--- THE DATA ---

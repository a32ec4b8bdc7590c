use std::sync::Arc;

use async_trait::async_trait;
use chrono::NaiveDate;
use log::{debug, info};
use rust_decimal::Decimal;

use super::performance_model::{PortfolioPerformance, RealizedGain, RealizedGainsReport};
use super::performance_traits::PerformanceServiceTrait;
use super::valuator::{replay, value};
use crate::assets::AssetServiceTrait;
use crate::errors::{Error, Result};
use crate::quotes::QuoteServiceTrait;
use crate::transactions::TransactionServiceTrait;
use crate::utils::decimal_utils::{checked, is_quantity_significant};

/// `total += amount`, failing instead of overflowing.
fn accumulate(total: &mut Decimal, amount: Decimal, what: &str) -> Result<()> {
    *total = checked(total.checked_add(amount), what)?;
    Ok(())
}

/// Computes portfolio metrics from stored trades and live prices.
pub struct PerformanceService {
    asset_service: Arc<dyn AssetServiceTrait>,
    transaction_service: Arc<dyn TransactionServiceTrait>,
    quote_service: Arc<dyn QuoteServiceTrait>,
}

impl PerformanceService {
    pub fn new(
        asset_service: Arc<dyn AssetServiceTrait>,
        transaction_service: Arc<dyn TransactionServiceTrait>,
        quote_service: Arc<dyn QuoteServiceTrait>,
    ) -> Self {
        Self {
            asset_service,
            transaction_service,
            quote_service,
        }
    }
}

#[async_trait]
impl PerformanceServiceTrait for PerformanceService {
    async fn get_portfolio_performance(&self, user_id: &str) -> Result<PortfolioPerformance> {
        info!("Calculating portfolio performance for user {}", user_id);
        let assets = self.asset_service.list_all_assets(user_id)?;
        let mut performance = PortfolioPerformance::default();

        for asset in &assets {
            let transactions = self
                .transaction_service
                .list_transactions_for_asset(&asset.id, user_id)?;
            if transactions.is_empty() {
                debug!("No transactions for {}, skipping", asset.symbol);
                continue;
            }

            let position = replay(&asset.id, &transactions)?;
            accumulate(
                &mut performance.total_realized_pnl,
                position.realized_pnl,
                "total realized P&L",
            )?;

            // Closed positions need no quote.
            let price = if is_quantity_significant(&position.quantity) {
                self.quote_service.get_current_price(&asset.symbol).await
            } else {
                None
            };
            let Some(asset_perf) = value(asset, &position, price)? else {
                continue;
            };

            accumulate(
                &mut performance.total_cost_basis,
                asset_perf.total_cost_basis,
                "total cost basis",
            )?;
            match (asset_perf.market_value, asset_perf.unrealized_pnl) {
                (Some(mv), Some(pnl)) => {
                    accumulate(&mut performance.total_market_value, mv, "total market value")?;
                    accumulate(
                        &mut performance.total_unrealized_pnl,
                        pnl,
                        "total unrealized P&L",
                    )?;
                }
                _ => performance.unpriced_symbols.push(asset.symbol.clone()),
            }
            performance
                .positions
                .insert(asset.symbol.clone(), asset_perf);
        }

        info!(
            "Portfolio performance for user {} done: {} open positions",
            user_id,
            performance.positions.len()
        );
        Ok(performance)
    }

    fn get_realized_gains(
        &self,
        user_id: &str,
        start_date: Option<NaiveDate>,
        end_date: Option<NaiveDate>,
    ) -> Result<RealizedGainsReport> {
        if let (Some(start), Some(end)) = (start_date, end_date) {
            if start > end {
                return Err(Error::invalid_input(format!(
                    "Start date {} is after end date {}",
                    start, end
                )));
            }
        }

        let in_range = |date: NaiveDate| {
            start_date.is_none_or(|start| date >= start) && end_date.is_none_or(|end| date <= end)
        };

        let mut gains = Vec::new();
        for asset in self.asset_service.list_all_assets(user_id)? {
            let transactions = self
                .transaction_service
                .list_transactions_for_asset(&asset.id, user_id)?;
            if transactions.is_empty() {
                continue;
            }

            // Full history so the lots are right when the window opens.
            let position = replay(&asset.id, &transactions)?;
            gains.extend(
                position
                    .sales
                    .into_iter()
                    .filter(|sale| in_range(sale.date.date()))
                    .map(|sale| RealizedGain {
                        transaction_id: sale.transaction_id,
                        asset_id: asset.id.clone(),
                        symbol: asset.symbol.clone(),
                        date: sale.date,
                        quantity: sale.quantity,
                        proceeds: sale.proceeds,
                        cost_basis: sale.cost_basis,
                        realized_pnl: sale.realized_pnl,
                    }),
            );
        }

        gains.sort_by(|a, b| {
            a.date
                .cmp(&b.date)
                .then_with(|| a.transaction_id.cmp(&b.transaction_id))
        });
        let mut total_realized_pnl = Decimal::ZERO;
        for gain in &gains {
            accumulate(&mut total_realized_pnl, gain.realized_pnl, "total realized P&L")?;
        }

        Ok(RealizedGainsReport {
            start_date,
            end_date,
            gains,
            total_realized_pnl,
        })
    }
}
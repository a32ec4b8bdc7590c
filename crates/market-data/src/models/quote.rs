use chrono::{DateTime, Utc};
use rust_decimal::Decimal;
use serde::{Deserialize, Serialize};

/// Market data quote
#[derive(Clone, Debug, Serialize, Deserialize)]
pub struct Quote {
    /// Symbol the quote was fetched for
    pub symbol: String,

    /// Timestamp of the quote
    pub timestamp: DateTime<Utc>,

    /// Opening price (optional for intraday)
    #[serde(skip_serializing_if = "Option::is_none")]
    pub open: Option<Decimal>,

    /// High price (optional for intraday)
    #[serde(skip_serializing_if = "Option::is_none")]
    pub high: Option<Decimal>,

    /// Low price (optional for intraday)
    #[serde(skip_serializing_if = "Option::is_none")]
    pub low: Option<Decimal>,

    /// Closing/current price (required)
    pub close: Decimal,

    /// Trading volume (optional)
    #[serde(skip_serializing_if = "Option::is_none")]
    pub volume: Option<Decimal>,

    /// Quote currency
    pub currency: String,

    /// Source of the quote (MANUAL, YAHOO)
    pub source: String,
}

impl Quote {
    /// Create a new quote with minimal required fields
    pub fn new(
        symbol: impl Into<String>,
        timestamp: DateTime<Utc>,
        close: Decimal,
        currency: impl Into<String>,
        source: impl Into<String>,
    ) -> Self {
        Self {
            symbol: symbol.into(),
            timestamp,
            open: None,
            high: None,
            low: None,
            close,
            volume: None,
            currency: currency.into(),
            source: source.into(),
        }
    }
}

---
--- THE DATA ---

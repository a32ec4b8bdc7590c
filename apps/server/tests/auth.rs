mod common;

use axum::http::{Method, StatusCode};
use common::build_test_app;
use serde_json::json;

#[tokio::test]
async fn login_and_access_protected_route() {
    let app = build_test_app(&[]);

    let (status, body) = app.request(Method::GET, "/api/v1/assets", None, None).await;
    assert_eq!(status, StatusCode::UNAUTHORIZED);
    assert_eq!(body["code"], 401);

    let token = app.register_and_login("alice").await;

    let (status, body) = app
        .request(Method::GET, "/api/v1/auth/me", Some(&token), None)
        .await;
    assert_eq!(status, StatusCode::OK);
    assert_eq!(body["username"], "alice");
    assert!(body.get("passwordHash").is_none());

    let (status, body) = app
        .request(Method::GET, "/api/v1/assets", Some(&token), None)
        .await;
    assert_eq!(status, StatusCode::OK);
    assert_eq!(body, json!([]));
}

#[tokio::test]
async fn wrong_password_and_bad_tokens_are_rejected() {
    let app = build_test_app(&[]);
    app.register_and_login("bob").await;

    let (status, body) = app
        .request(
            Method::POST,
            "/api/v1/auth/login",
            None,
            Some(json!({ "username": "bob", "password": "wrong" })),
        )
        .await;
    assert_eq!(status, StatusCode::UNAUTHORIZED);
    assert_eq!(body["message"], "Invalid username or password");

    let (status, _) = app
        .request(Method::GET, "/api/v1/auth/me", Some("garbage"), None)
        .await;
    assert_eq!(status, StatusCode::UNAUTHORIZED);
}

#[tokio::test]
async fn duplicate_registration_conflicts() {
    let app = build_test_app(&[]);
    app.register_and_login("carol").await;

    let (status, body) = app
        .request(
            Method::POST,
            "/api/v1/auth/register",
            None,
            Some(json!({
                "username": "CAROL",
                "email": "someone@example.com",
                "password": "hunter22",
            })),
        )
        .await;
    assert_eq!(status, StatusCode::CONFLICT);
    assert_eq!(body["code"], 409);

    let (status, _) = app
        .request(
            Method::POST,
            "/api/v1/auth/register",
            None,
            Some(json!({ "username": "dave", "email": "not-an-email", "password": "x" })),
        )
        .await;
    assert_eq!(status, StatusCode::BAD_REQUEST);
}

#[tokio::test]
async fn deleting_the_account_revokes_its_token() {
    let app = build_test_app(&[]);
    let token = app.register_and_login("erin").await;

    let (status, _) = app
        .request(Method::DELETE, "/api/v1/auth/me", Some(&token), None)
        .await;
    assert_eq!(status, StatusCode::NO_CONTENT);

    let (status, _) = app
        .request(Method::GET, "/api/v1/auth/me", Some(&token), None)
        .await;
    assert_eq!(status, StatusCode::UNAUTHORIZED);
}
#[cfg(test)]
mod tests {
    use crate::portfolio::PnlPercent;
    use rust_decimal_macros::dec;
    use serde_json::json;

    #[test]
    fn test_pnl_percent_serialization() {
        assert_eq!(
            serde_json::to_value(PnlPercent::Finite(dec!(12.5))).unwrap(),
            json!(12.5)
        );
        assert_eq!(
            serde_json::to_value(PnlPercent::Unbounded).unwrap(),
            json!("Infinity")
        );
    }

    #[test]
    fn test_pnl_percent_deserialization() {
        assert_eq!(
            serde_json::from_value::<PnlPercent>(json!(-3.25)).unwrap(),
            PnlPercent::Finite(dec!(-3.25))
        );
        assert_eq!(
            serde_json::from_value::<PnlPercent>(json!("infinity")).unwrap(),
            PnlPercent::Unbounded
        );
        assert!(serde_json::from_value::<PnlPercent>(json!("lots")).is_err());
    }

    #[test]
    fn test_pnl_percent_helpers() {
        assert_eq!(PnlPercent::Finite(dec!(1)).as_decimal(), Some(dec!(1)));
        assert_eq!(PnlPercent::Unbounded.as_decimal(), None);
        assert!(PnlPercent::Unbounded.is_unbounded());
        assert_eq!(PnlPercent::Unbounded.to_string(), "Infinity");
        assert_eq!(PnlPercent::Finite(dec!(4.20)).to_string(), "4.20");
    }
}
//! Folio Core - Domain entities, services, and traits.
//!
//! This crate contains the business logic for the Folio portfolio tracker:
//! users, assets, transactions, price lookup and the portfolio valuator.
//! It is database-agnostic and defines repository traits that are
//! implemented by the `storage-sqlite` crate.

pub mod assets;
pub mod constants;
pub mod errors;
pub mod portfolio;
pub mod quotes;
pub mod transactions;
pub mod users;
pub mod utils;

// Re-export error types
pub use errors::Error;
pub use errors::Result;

---

● DESCRIPTION OF THE TASK
Retype only the stretch of lines above starting at the one with "let mut performance" and stopping at the one with "(Some(mv), Some(pnl)) =>", exactly as written, with both kept.

● RESULT BELOW
        let mut performance = PortfolioPerformance::default();

        for asset in &assets {
            let transactions = self
                .transaction_service
                .list_transactions_for_asset(&asset.id, user_id)?;
            if transactions.is_empty() {
                debug!("No transactions for {}, skipping", asset.symbol);
                continue;
            }

            let position = replay(&asset.id, &transactions)?;
            accumulate(
                &mut performance.total_realized_pnl,
                position.realized_pnl,
                "total realized P&L",
            )?;

            // Closed positions need no quote.
            let price = if is_quantity_significant(&position.quantity) {
                self.quote_service.get_current_price(&asset.symbol).await
            } else {
                None
            };
            let Some(asset_perf) = value(asset, &position, price)? else {
                continue;
            };

            accumulate(
                &mut performance.total_cost_basis,
                asset_perf.total_cost_basis,
                "total cost basis",
            )?;
            match (asset_perf.market_value, asset_perf.unrealized_pnl) {
                (Some(mv), Some(pnl)) => {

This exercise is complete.